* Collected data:
────────────────────────────────────────

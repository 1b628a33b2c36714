//! Great-circle helpers for store geometry.

use crate::thresholds::EARTH_RADIUS_M;

/// Haversine distance in metres between two (lat, lon) points in degrees.
pub fn haversine_m(lat1: f64, lon1: f64, lat2: f64, lon2: f64) -> f64 {
    let dlat = (lat2 - lat1).to_radians();
    let dlon = (lon2 - lon1).to_radians();
    let lat1 = lat1.to_radians();
    let lat2 = lat2.to_radians();
    let a = (dlat / 2.0).sin().powi(2) + lat1.cos() * lat2.cos() * (dlon / 2.0).sin().powi(2);
    let c = 2.0 * a.sqrt().atan2((1.0 - a).sqrt());
    EARTH_RADIUS_M * c
}

/// Initial bearing in radians from point 1 to point 2.
pub fn bearing_rad(lat1: f64, lon1: f64, lat2: f64, lon2: f64) -> f64 {
    let lat1 = lat1.to_radians();
    let lat2 = lat2.to_radians();
    let dlon = (lon2 - lon1).to_radians();
    let y = dlon.sin() * lat2.cos();
    let x = lat1.cos() * lat2.sin() - lat1.sin() * lat2.cos() * dlon.cos();
    y.atan2(x)
}

/// Point reached by travelling `distance_m` from (lat, lon) along `bearing`.
///
/// Returns (lat, lon) in degrees, longitude normalised to [-180, 180).
pub fn destination(lat: f64, lon: f64, bearing: f64, distance_m: f64) -> (f64, f64) {
    let delta = distance_m / EARTH_RADIUS_M;
    let lat1 = lat.to_radians();
    let lon1 = lon.to_radians();
    let lat2 = (lat1.sin() * delta.cos() + lat1.cos() * delta.sin() * bearing.cos()).asin();
    let lon2 = lon1
        + (bearing.sin() * delta.sin() * lat1.cos()).atan2(delta.cos() - lat1.sin() * lat2.sin());
    let lon_deg = (lon2.to_degrees() + 540.0) % 360.0 - 180.0;
    (lat2.to_degrees(), lon_deg)
}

────────────────────────────────────────

Wherever the string "dlon" appears in the records above, copy the line it sits in.

* Output for this exercise:
    let dlon = (lon2 - lon1).to_radians();
    let a = (dlat / 2.0).sin().powi(2) + lat1.cos() * lat2.cos() * (dlon / 2.0).sin().powi(2);
    let dlon = (lon2 - lon1).to_radians();
    let y = dlon.sin() * lat2.cos();
    let x = lat1.cos() * lat2.sin() - lat1.sin() * lat2.cos() * dlon.cos();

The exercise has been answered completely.